Friedrich Dahn (born 18 April 1811 in Berlin – 9 December 1889 in Munich) was a German actor and director.

==Early life==
At the request of his family, Dahn began to study theology at the university of his hometown. Already during his studies, he was interested in the stage and occasionally appeared on private amateur stages. After he had finished his studies without a degree he made his debut in 1829 under Karl Friedrich Cerf at the Royal City Theatre. Later he was engaged as a "youthful lover" at the Municipal Theatre Wroclaw.

==Personal life==
When in 1831 the actor Gustav Emil Devrient moved from Hamburg to Dresden, Dahn was appointed successor to the Hamburg City Theatre. In Hamburg, Dahn married on 15 April 1833, the actress Constanze Le Gaye and had with her two sons, Felix (1834–1912) and Ludwig (1843–1898) and a daughter.

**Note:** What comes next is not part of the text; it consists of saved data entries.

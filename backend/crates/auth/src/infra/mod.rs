//! Infrastructure Layer
//!
//! Database implementations and the in-process session store.

pub mod memory;
pub mod postgres;

pub use memory::{MemorySessionStore, MemoryUserRepository};
pub use postgres::PgUserRepository;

The marriage was quite unhappy and the two divorced in 1850 again.

In 1834, Dahn was brought to the Royal Court Theatre in Munich, where he remained engaged until the end of his life. There he married his second wife, the actress and colleague Marie Dahn-Hausmann.

==Death==
At the age of 78, Friedrich Dahn died in Munich on 9 December 1889, where he found his final resting place.